(TASK ITEM) Across the entries below, how many lines contain the string "ceiling"? Give only the count.

(RECORDS)

// crates/syncengine-core/src/runtime/matcher.rs
// ============================================================================
// Module: Matcher and Binding Extractor
// Description: Decide whether a completion (or invocation) matches a
//              when-clause, and extract variable bindings from it.
// Purpose: The first stage of completion processing, shared by every sync
//          rule evaluated in the engine loop.
// Dependencies: crate::core::{model, spec, value}
// ============================================================================

//! ## Overview
//! [`match_when`] is a pure predicate; [`extract_bindings`] is all-or-nothing
//! — any missing field aborts the whole extraction rather than binding a
//! partial map. The `"invoked"` side of the extractor is wired up here, even
//! though the engine loop does not call it for any event it currently
//! processes.

// ============================================================================
// SECTION: Imports
// ============================================================================

use std::collections::BTreeMap;

use thiserror::Error;

use crate::core::model::Completion;
use crate::core::model::EventType;
use crate::core::model::Invocation;
use crate::core::spec::WhenClause;
use crate::core::value::Value;

// ============================================================================
// SECTION: Errors
// ============================================================================

/// Errors raised while matching or extracting bindings.
#[derive(Debug, Error, PartialEq, Eq)]
pub enum MatchError {
    /// A binding referenced a field absent from the source record.
    #[error("missing field {field} required for binding {binding}")]
    MissingField {
        /// The local binding name that could not be populated.
        binding: String,
        /// The field name looked up on the source record.
        field: String,
    },
    /// [`extract_bindings`] was called with a when-clause whose event type
    /// has no extractor wired up for the record kind given.
    #[error("event type {0:?} has no extractor for this record kind")]
    UnsupportedEventType(EventType),
}

// ============================================================================
// SECTION: Matching
// ============================================================================

/// Returns whether `when` matches a completed invocation.
///
/// Holds exactly when `when.action_ref` equals the invocation's
/// `action_uri`, `when.event_type` is [`EventType::Completed`], and
/// `when.output_case` is absent or equals the completion's output case. An
/// absent output-case filter is the universal match used for audit-style
/// syncs that fire on every outcome.
#[must_use]
pub fn match_when(when: &WhenClause, invocation: &Invocation, completion: &Completion) -> bool {
    when.event_type == EventType::Completed
        && when.action_ref == invocation.action_uri
        && when.output_case.as_ref().is_none_or(|case| *case == completion.output_case)
}

/// Returns whether `when` matches an invocation event directly (the
/// `"invoked"` event type).
#[must_use]
pub fn match_when_invoked(when: &WhenClause, invocation: &Invocation) -> bool {
    when.event_type == EventType::Invoked && when.action_ref == invocation.action_uri
}

// ============================================================================
// SECTION: Binding Extraction
// ============================================================================

/// Extracts variable bindings from a completion's result object per
/// `when.bindings` (`var_name -> field_name`).
///
/// # Errors
///
/// Returns [`MatchError::MissingField`] for the first binding whose field is
/// absent from `completion.result` — extraction is all-or-nothing.
pub fn extract_bindings(
    when: &WhenClause,
    completion: &Completion,
) -> Result<BTreeMap<String, Value>, MatchError> {
    extract_fields(&when.bindings, &completion.result)
}

/// Extracts variable bindings from an invocation's args object per
/// `when.bindings` (`var_name -> field_name`). The `"invoked"` counterpart of
/// [`extract_bindings`].
///
/// # Errors
///
/// Returns [`MatchError::MissingField`] for the first binding whose field is
/// absent from `invocation.args`.
pub fn extract_bindings_from_invocation(
    when: &WhenClause,
    invocation: &Invocation,
) -> Result<BTreeMap<String, Value>, MatchError> {
    extract_fields(&when.bindings, &invocation.args)
}

/// Shared all-or-nothing field lookup used by both extractor entry points.
fn extract_fields(
    bindings: &BTreeMap<String, String>,
    source: &Value,
) -> Result<BTreeMap<String, Value>, MatchError> {
    let mut resolved = BTreeMap::new();
    for (binding, field) in bindings {
        let value = source.get_field(field).ok_or_else(|| MatchError::MissingField {
            binding: binding.clone(),
            field: field.clone(),
        })?;
        resolved.insert(binding.clone(), value.clone());
    }
    Ok(resolved)
}
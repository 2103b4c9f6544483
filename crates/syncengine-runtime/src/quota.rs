// crates/syncengine-runtime/src/quota.rs
// ============================================================================
// Module: Quota Enforcer
// Description: Per-flow step counter that terminates runaway flows.
// Purpose: Bound the work a single flow can generate, independent of the
//          cycle detector (which only catches exact binding repeats).
// Dependencies: std::collections, std::sync, syncengine_core
// ============================================================================

//! ## Overview
//! [`QuotaEnforcer::check`] is called once per completion processed, not once
//! per firing: a completion that fans out into many bindings still counts as
//! a single step. The default limit is
//! [`DEFAULT_MAX_STEPS_PER_FLOW`] steps, matching the ceiling a
//! non-cyclical but unbounded fan-out chain could otherwise run past.

// ============================================================================
// SECTION: Imports
// ============================================================================

use std::collections::HashMap;
use std::sync::Mutex;
use std::sync::PoisonError;

use syncengine_core::FlowToken;
use thiserror::Error;

// ============================================================================
// SECTION: Constants
// ============================================================================

/// Default per-flow step ceiling.
pub const DEFAULT_MAX_STEPS_PER_FLOW: usize = 1000;

// ============================================================================
// SECTION: Errors
// ============================================================================

/// Raised when a flow exceeds its step quota.
#[derive(Debug, Error, Clone, PartialEq, Eq)]
#[error("flow {flow} exceeded its quota of {limit} steps (at step {steps})")]
pub struct QuotaExceeded {
    /// The flow that was terminated.
    pub flow: FlowToken,
    /// The step count reached when the limit was hit.
    pub steps: usize,
    /// The configured limit.
    pub limit: usize,
}

// ============================================================================
// SECTION: Quota Enforcer
// ============================================================================

/// Tracks a step counter per flow and rejects further steps past
/// `max_steps`.
pub struct QuotaEnforcer {
    /// The per-flow step ceiling.
    max_steps: usize,
    /// Steps taken so far, by flow.
    counts: Mutex<HashMap<FlowToken, usize>>,
}

impl QuotaEnforcer {
    /// Creates an enforcer with the given per-flow step ceiling.
    #[must_use]
    pub fn new(max_steps: usize) -> Self {
        Self { max_steps, counts: Mutex::new(HashMap::new()) }
    }

    /// Increments `flow`'s step counter and returns the new count, or
    /// [`QuotaExceeded`] if it now exceeds the configured limit.
    ///
    /// # Errors
    ///
    /// Returns [`QuotaExceeded`] once `flow`'s count passes `max_steps`.
    pub fn check(&self, flow: &FlowToken) -> Result<usize, QuotaExceeded> {
        let mut counts = lock(&self.counts);
        let count = counts.entry(flow.clone()).or_insert(0);
        *count += 1;
        let steps = *count;
        if steps > self.max_steps {
            return Err(QuotaExceeded { flow: flow.clone(), steps, limit: self.max_steps });
        }
        Ok(steps)
    }

    /// Current step count for `flow`, or `0` if it has taken none.
    #[must_use]
    pub fn count_for(&self, flow: &FlowToken) -> usize {
        lock(&self.counts).get(flow).copied().unwrap_or(0)
    }

    /// Number of distinct flows with a nonzero step count.
    #[must_use]
    pub fn tracked_flows(&self) -> usize {
        lock(&self.counts).len()
    }

    /// Drops `flow`'s step counter entirely, freeing its quota.
    pub fn cleanup_flow(&self, flow: &FlowToken) {
        lock(&self.counts).remove(flow);
    }
}

/// Locks `mutex`, recovering from poisoning rather than panicking.
fn lock<T>(mutex: &Mutex<T>) -> std::sync::MutexGuard<'_, T> {
    mutex.lock().unwrap_or_else(PoisonError::into_inner)
}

(OUTPUT OF THE EXERCISE) 4